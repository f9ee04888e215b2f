//! Batch orchestration
//!
//! Each document moves `Pending -> Watermarked -> Greyscaled -> Finished`,
//! or stops in `Failed`. Documents are independent: stage paths are keyed by
//! file name only, so a failed document never touches another's outputs.

use crate::config::PipelineConfig;
use crate::convert::{Rasterizer, desaturate};
use crate::layout::{StageDirectories, StageLayout};
use crate::progress::ProgressReporter;
use crate::select::{Selection, compare_variants, copy_selection};
use crate::types::*;
use futures::StreamExt;
use log::{debug, error, info, warn};
use pdf_watermark::{StampStatistics, stamp_file};
use std::path::{Path, PathBuf};
use std::sync::atomic::{AtomicBool, Ordering};
use std::time::Instant;

pub struct Pipeline<R> {
    config: PipelineConfig,
    dirs: StageDirectories,
    rasterizer: R,
}

impl<R: Rasterizer> Pipeline<R> {
    pub fn new(config: PipelineConfig, rasterizer: R) -> Self {
        let dirs = StageDirectories::new(StageLayout::new(&config.destination_dir));
        Self {
            config,
            dirs,
            rasterizer,
        }
    }

    pub fn config(&self) -> &PipelineConfig {
        &self.config
    }

    pub fn layout(&self) -> &StageLayout {
        self.dirs.layout()
    }

    /// Run every file in the source directory through the three stages.
    ///
    /// Configuration and directory-listing problems return `Err`. Otherwise
    /// per-file failures are collected in the summary, except with
    /// `fail_fast`: no new file is started after the first failure, files
    /// already in flight run to completion, and the first failure in
    /// file-name order is returned as [`PipelineError::Halted`].
    pub async fn run(&self, progress: &dyn ProgressReporter) -> Result<RunSummary> {
        if let Err(err) = self.config.validate() {
            error!("{}", err);
            return Err(err);
        }

        let files = list_source_files(&self.config.source_dir).await?;
        let total = files.len();
        info!(
            "Found {} file(s) in '{}'",
            total,
            self.config.source_dir.display()
        );
        progress.on_run_start(total);

        let started = Instant::now();
        let halted = AtomicBool::new(false);
        let halted = &halted;
        let mut outcomes: Vec<(usize, FileOutcome)> = Vec::with_capacity(total);

        let mut results = futures::stream::iter(files.iter().enumerate())
            .map(|(index, name)| async move {
                if halted.load(Ordering::SeqCst) {
                    return (index, None);
                }
                progress.on_file_start(index + 1, total, name);
                (index, Some(self.process_file(name).await))
            })
            .buffer_unordered(self.config.jobs.max(1));

        // Drained to the end so no in-flight file is cancelled mid-write
        while let Some((index, outcome)) = results.next().await {
            let Some(outcome) = outcome else {
                continue;
            };
            match &outcome {
                Ok(report) => progress.on_file_complete(index + 1, total, report),
                Err(failure) => progress.on_file_error(index + 1, total, failure),
            }

            if outcome.is_err() && self.config.fail_fast && !halted.swap(true, Ordering::SeqCst) {
                warn!("Stopping after first failure; files not yet started are skipped");
            }
            outcomes.push((index, outcome));
        }

        outcomes.sort_by_key(|(index, _)| *index);
        let mut summary = RunSummary {
            total_files: total,
            outcomes: outcomes.into_iter().map(|(_, outcome)| outcome).collect(),
            elapsed: started.elapsed(),
        };

        info!(
            "Finished {} of {} file(s), {} failed, {} skipped in {:.1?}",
            summary.succeeded(),
            total,
            summary.failed(),
            summary.skipped(),
            summary.elapsed
        );
        progress.on_run_complete(&summary);

        if self.config.fail_fast {
            if let Some(first) = summary.outcomes.iter().position(std::result::Result::is_err) {
                if let Err(failure) = summary.outcomes.swap_remove(first) {
                    return Err(PipelineError::Halted(Box::new(failure)));
                }
            }
        }
        Ok(summary)
    }

    /// Run one file from the source directory through all three stages.
    ///
    /// The failure is logged before it is returned.
    pub async fn process_file(&self, name: &str) -> FileOutcome {
        info!("Processing {}", name);
        let mut state = DocumentState::Pending;

        match self.advance(name, &mut state).await {
            Ok(report) => Ok(report),
            Err(error) => {
                let stage = state.next_stage().unwrap_or(Stage::Finished);
                let failure = FileFailure {
                    name: name.to_string(),
                    stage,
                    reached: state,
                    error,
                };
                error!("{}", failure);
                Err(failure)
            }
        }
    }

    async fn advance(&self, name: &str, state: &mut DocumentState) -> Result<FileReport> {
        let stats = self.watermark(name).await?;
        *state = DocumentState::Watermarked;

        self.greyscale(name).await?;
        *state = DocumentState::Greyscaled;

        let selection = self.finish(name).await?;
        *state = DocumentState::Finished;

        Ok(FileReport {
            name: name.to_string(),
            pages_stamped: stats.pages_stamped,
            watermarked_bytes: selection.watermarked_bytes,
            greyscale_bytes: selection.greyscale_bytes,
            chosen: selection.chosen,
            finished_path: self.layout().path_for(Stage::Finished, name),
        })
    }

    /// Stage 1: stamp `<source>/<name>` into the Watermarked directory
    pub async fn watermark(&self, name: &str) -> Result<StampStatistics> {
        info!("Watermarking {}", name);
        let source = self.config.source_dir.join(name);
        let destination = self.dirs.ensure(Stage::Watermarked).await?.join(name);

        let stats = stamp_file(&source, &destination, &self.config.watermark).await?;
        self.detail(format_args!(
            "{}: stamped {} page(s) -> {}",
            name,
            stats.pages_stamped,
            destination.display()
        ));
        Ok(stats)
    }

    /// Stage 2: greyscale rendition of the watermarked document
    pub async fn greyscale(&self, name: &str) -> Result<PathBuf> {
        info!("Removing color from {}", name);
        let output = desaturate(&self.dirs, &self.rasterizer, name).await?;
        self.detail(format_args!("{}: greyscale -> {}", name, output.display()));
        Ok(output)
    }

    /// Stage 3: copy the smaller rendition into the Finished directory
    pub async fn finish(&self, name: &str) -> Result<Selection> {
        info!("Copying {} to Finished", name);
        let layout = self.layout();
        let selection = compare_variants(
            &layout.path_for(Stage::Watermarked, name),
            &layout.path_for(Stage::Greyscale, name),
        )
        .await?;

        let destination = self.dirs.ensure(Stage::Finished).await?.join(name);
        copy_selection(&selection, &destination).await?;
        self.detail(format_args!(
            "{}: watermarked {} bytes, greyscale {} bytes, kept {}",
            name, selection.watermarked_bytes, selection.greyscale_bytes, selection.chosen
        ));
        Ok(selection)
    }

    fn detail(&self, message: std::fmt::Arguments<'_>) {
        if self.config.verbose {
            info!("{}", message);
        } else {
            debug!("{}", message);
        }
    }
}

async fn list_source_files(dir: &Path) -> Result<Vec<String>> {
    discover_files(dir)
        .await
        .inspect_err(|err| error!("Failed to list '{}': {}", dir.display(), err))
}

/// Files directly under `dir`, sorted by name. Symbolic links are followed;
/// subdirectories are not descended into. Every skipped entry is logged.
pub async fn discover_files(dir: &Path) -> Result<Vec<String>> {
    let mut entries = tokio::fs::read_dir(dir).await?;
    let mut files = Vec::new();

    while let Some(entry) = entries.next_entry().await? {
        let path = entry.path();
        match tokio::fs::metadata(&path).await {
            Ok(meta) if meta.is_file() => {}
            Ok(meta) if meta.is_dir() => {
                warn!("Skipping directory {}", path.display());
                continue;
            }
            Ok(_) => {
                warn!("Skipping {}: not a regular file", path.display());
                continue;
            }
            Err(err) => {
                warn!("Skipping {}: {}", path.display(), err);
                continue;
            }
        }
        match entry.file_name().into_string() {
            Ok(name) => files.push(name),
            Err(name) => warn!("Skipping file with non UTF-8 name: {:?}", name),
        }
    }

    files.sort();
    Ok(files)
}

#[cfg(test)]
mod tests {
    use super::*;
    use log::{Level, Log, Metadata, Record};
    use std::sync::Mutex;

    struct CaptureLogger(Mutex<Vec<(Level, String)>>);

    impl Log for CaptureLogger {
        fn enabled(&self, _metadata: &Metadata) -> bool {
            true
        }

        fn log(&self, record: &Record) {
            self.0
                .lock()
                .unwrap()
                .push((record.level(), record.args().to_string()));
        }

        fn flush(&self) {}
    }

    static CAPTURE: CaptureLogger = CaptureLogger(Mutex::new(Vec::new()));

    #[tokio::test]
    async fn listing_failure_is_logged_before_returning() {
        let _ = log::set_logger(&CAPTURE);
        log::set_max_level(log::LevelFilter::Trace);

        let dir = std::env::temp_dir().join(format!("empower-pdf-no-source-{}", std::process::id()));
        let result = list_source_files(&dir).await;

        assert!(matches!(result, Err(PipelineError::Io(_))));
        let records = CAPTURE.0.lock().unwrap();
        assert!(records.iter().any(|(level, message)| {
            *level == Level::Error && message.contains("Failed to list") && message.contains("empower-pdf-no-source")
        }));
    }
}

++++++++

**Exercise prompt**
Review the entries above and return every line where "AtomicBool" appears.

**Solution for this exercise**
use std::sync::atomic::{AtomicBool, Ordering};
        let halted = AtomicBool::new(false);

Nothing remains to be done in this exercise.